Bankers lauded RBI’s unwavering focus on containing inflation.
“The recent re-emergence of reflationary pressures from new supply side disruptions has posed a challenge to central Banks, globally. Against this backdrop, the RBI’s resolute focus on achieving the last mile of disinflation is a very welcome step and will ensure macroeconomic stability,” said Zarin Daruwala, chief executive officer, India & South Asia, Standard Chartered Bank.
Ashu Khullar, chief executive, Citi India said there are already promising signs of success in the disinflation process, but RBI is keen to extend this till the 4% CPI target is reached and growth is fostered on a sustained basis.
Economists now expect the central bank to announce the first set of rate cuts only in the second half of 2024, with some even looking at the last three months of the year. Taking into account the governor’s reiteration of durable decline in inflation to align with its target and RBI’s own price rise forecast, experts believe it could start in Q2 of FY25. RBI projected retail inflation to decline to 3.8% in Q2, before breaching the 4% mark again in the next two quarters.

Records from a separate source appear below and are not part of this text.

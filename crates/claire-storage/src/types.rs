//! Types shared by every [`crate::StorageBackend`] implementation.

use chrono::{DateTime, Utc};

/// The four logical buckets a deployment provisions, named to match
/// [`claire_core::BucketsConfig`].
#[derive(Debug, Clone, Copy, PartialEq, Eq, Hash)]
pub enum Bucket {
    /// SOP documents.
    Forms,
    /// Draft autosave state.
    Drafts,
    /// Finalized submissions.
    Eln,
    /// Lambda-adjacent scratch space.
    Lambda,
}

impl Bucket {
    /// The path segment this bucket maps to within the namespaced key space.
    #[must_use]
    pub fn as_str(self) -> &'static str {
        match self {
            Self::Forms => "forms",
            Self::Drafts => "drafts",
            Self::Eln => "eln",
            Self::Lambda => "lambda",
        }
    }
}

/// Metadata about a stored object, returned by `head`.
#[derive(Debug, Clone)]
pub struct ObjectMetadata {
    /// Size in bytes.
    pub size: u64,
    /// Content/media type as stored.
    pub media_type: String,
    /// Last-modified timestamp.
    pub last_modified: DateTime<Utc>,
}

/// One entry returned by `list`.
#[derive(Debug, Clone)]
pub struct ListEntry {
    /// The full key, relative to the bucket namespace.
    pub key: String,
    /// Size in bytes.
    pub size: u64,
    /// Last-modified timestamp.
    pub last_modified: DateTime<Utc>,
}

/// A page of `list` results.
#[derive(Debug, Clone, Default)]
pub struct ListPage {
    /// Entries in this page, in backend-defined order.
    pub entries: Vec<ListEntry>,
    /// Opaque cursor for the next page, if more results remain.
    pub next_cursor: Option<String>,
}

/// An object's bytes plus its stored media type.
#[derive(Debug, Clone)]
pub struct StoredObject {
    /// The raw, untranscoded bytes as originally written.
    pub bytes: bytes::Bytes,
    /// The media type recorded at `put` time.
    pub media_type: String,
}

/// The HTTP method a presigned URL authorizes.
#[derive(Debug, Clone, Copy, PartialEq, Eq)]
pub enum PresignMethod {
    /// A presigned upload.
    Put,
    /// A presigned download.
    Get,
}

“The central bank remained optimistic on growth – pegging it at 7% for FY25 – and said this provides space for monetary policy to remain tight and focus on inflation. Consequently, the chances of a rate cut have been pushed forward into the second half of FY25,” said Abheek Barua, chief economist and executive vice-president, HDFC Bank.
Others pointed out how the tone of the policy, like its stance, remained unchanged. “The tone of the statement remained hawkish, as has been the case for the past few meetings, though the Governor noted that since the previous meeting, growth and inflation outcomes have been favourable,” Barclays said in a note to clients.